Pigott-Smith, who last appeared at the Almeida in an acclaimed production of The Iceman Cometh starring Kevin Spacey, says he thoroughly enjoyed his lengthy stint in Enron, which dealt with the global financial crisis just as it hit British shores.

“People really came to see that play because they were interested to see something that was about what was going on in their world at that moment. It brilliantly explained quite complex technical notions about how Enron was really funded and implicated the audience in the greed that fuelled it. There is nothing more exciting than debating people’s current lives with an audience.”

As for Lear – often described as the veteran actors’ Hamlet – Pigott-Smith has been working on the part since last year.

“I am of an age where if I don’t do Lear in another five years I won’t have the strength to do it. It’s big demanding stuff physically and psychologically and it’s terrifying because you look at it and think ‘how many times have I seen it work on stage for a start?’

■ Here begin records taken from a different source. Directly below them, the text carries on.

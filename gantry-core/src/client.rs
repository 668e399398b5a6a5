//! # Generic Client
//!
//! A callable-by-name client for any unary method of a service, built without the
//! service's generated bindings.
//!
//! [`GenericClient::build`] resolves the service descriptor once (through the
//! [`DescriptorStore`], so repeated builds against the same endpoint are cache hits)
//! and turns it into a dispatch table from method name to [`MethodDescriptor`]. Each
//! call validates its JSON argument against the input descriptor, performs one unary
//! exchange over the generic transport, and maps the response back to JSON.
//!
//! Transport-level errors are propagated verbatim as [`CallError::Rpc`]; the client
//! never retries.
use crate::BoxError;
use crate::grpc::client::{CallOptions, GrpcClient, RequestError};
use crate::json::{self, ConvertError};
use crate::reflection::client::{ReflectionClient, ResolveError};
use crate::store::DescriptorStore;
use http_body::Body as HttpBody;
use prost_reflect::{MethodDescriptor, ServiceDescriptor};
use std::collections::HashMap;
use tonic::{
    client::GrpcService,
    transport::{Channel, Endpoint},
};

pub use crate::grpc::client::CallCredentials;

/// Errors that can occur while building a [`GenericClient`].
#[derive(Debug, thiserror::Error)]
pub enum BuildError {
    #[error("Invalid URL '{0}': {1}")]
    InvalidUrl(String, #[source] tonic::transport::Error),

    #[error("Failed to connect to '{0}': {1}")]
    ConnectionFailed(String, #[source] tonic::transport::Error),

    #[error("Schema resolution failed: '{0}'")]
    Resolve(#[from] ResolveError),

    #[error("method '{service}/{method}' is streaming; the generic client only supports unary methods")]
    UnsupportedStreaming { service: String, method: String },
}

/// Errors that can occur while invoking a method by name.
#[derive(Debug, thiserror::Error)]
pub enum CallError {
    /// The method name does not exist on the resolved service. Raised before any
    /// network activity.
    #[error("method '{0}' not found on service '{1}'")]
    MethodNotFound(String, String),

    /// The JSON argument does not match the method's input schema. Raised before any
    /// network activity.
    #[error(transparent)]
    Convert(#[from] ConvertError),

    #[error("gRPC request error: '{0}'")]
    Request(#[from] RequestError),

    /// The server (or the transport) answered with an RPC status, propagated verbatim.
    #[error("rpc failed: '{0}'")]
    Rpc(#[source] tonic::Status),
}

/// A dynamic client bound to one service of one endpoint.
///
/// The dispatch table is built once at construction; invocations are plain map lookups
/// followed by one unary exchange.
#[derive(Debug, Clone)]
pub struct GenericClient<S = Channel> {
    service: ServiceDescriptor,
    methods: HashMap<String, MethodDescriptor>,
    transport: GrpcClient<S>,
}

impl GenericClient<Channel> {
    /// Connects to `url` and builds a client for `service_name`, resolving the schema
    /// over server reflection.
    pub async fn connect(
        url: &str,
        service_name: &str,
        store: &DescriptorStore,
    ) -> Result<Self, BuildError> {
        let endpoint = Endpoint::new(url.to_string())
            .map_err(|e| BuildError::InvalidUrl(url.to_string(), e))?;
        let channel = endpoint
            .connect()
            .await
            .map_err(|e| BuildError::ConnectionFailed(url.to_string(), e))?;
        Self::build(channel, url, service_name, store).await
    }
}

impl<S> GenericClient<S>
where
    S: GrpcService<tonic::body::Body> + Clone,
    S::Error: Into<BoxError>,
    S::ResponseBody: HttpBody<Data = tonic::codegen::Bytes> + Send + 'static,
    <S::ResponseBody as HttpBody>::Error: Into<BoxError> + Send,
{
    /// Builds a client over an existing transport.
    ///
    /// `authority` identifies the endpoint in the descriptor store's cache key, so
    /// rebuilding against the same endpoint reuses the already-resolved schema.
    pub async fn build(
        service: S,
        authority: &str,
        service_name: &str,
        store: &DescriptorStore,
    ) -> Result<Self, BuildError> {
        let mut reflection = ReflectionClient::new(service.clone());
        let descriptor = store.resolve(authority, service_name, &mut reflection).await?;

        let mut methods = HashMap::new();
        for method in descriptor.methods() {
            if method.is_client_streaming() || method.is_server_streaming() {
                return Err(BuildError::UnsupportedStreaming {
                    service: descriptor.full_name().to_string(),
                    method: method.name().to_string(),
                });
            }
            methods.insert(method.name().to_string(), method);
        }

        Ok(Self {
            service: descriptor,
            methods,
            transport: GrpcClient::new(service),
        })
    }

    /// Invokes `method` with a JSON-compatible argument and per-call options.
    pub async fn call(
        &mut self,
        method: &str,
        argument: &serde_json::Value,
        options: CallOptions,
    ) -> Result<serde_json::Value, CallError> {
        let descriptor = self.methods.get(method).cloned().ok_or_else(|| {
            CallError::MethodNotFound(method.to_string(), self.service.full_name().to_string())
        })?;

        let request = json::from_generic(argument, &descriptor.input())?;

        tracing::debug!(
            service = self.service.full_name(),
            method,
            "dispatching unary call"
        );
        match self.transport.unary(&descriptor, request, options).await? {
            Ok(response) => Ok(json::to_generic(&response)),
            Err(status) => Err(CallError::Rpc(status)),
        }
    }

    /// The resolved service descriptor this client dispatches against.
    pub fn service(&self) -> &ServiceDescriptor {
        &self.service
    }

    /// The names of the methods that can be invoked, in no particular order.
    pub fn method_names(&self) -> impl Iterator<Item = &str> {
        self.methods.keys().map(String::as_str)
    }
}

“But it’s also thrilling because if you reach a point in life where you think you know what the solutions are, you are in the wrong job.

The wonder of this job is you constantly discover new things, every play is a new adventure and you learn something, and build up your toolkit.”

Although he has abiding memories of Paul Scofield’s 1962 Lear– which he saw five times – Pigott-Smith says any actor has to focus on their production, rather than the ghosts of Lears past.

“Those thoughts can affect you before you get started but the deeper you get into the world of your production the less it becomes a problem.”

His own early take on the part is to imagine the English king in “a large babygro wearing a crown of herbs”.

“That captures the quality of madness and his pure childish rage with an ungrateful world.” But how hard will it be for Pigott-Smith to conjure sheer anger for the part. “Oh quite easily,” he chuckles affably.

“I’ve got a horrible temper.”

o A Delicate Balance runs at The Almeida Theatre until July 2.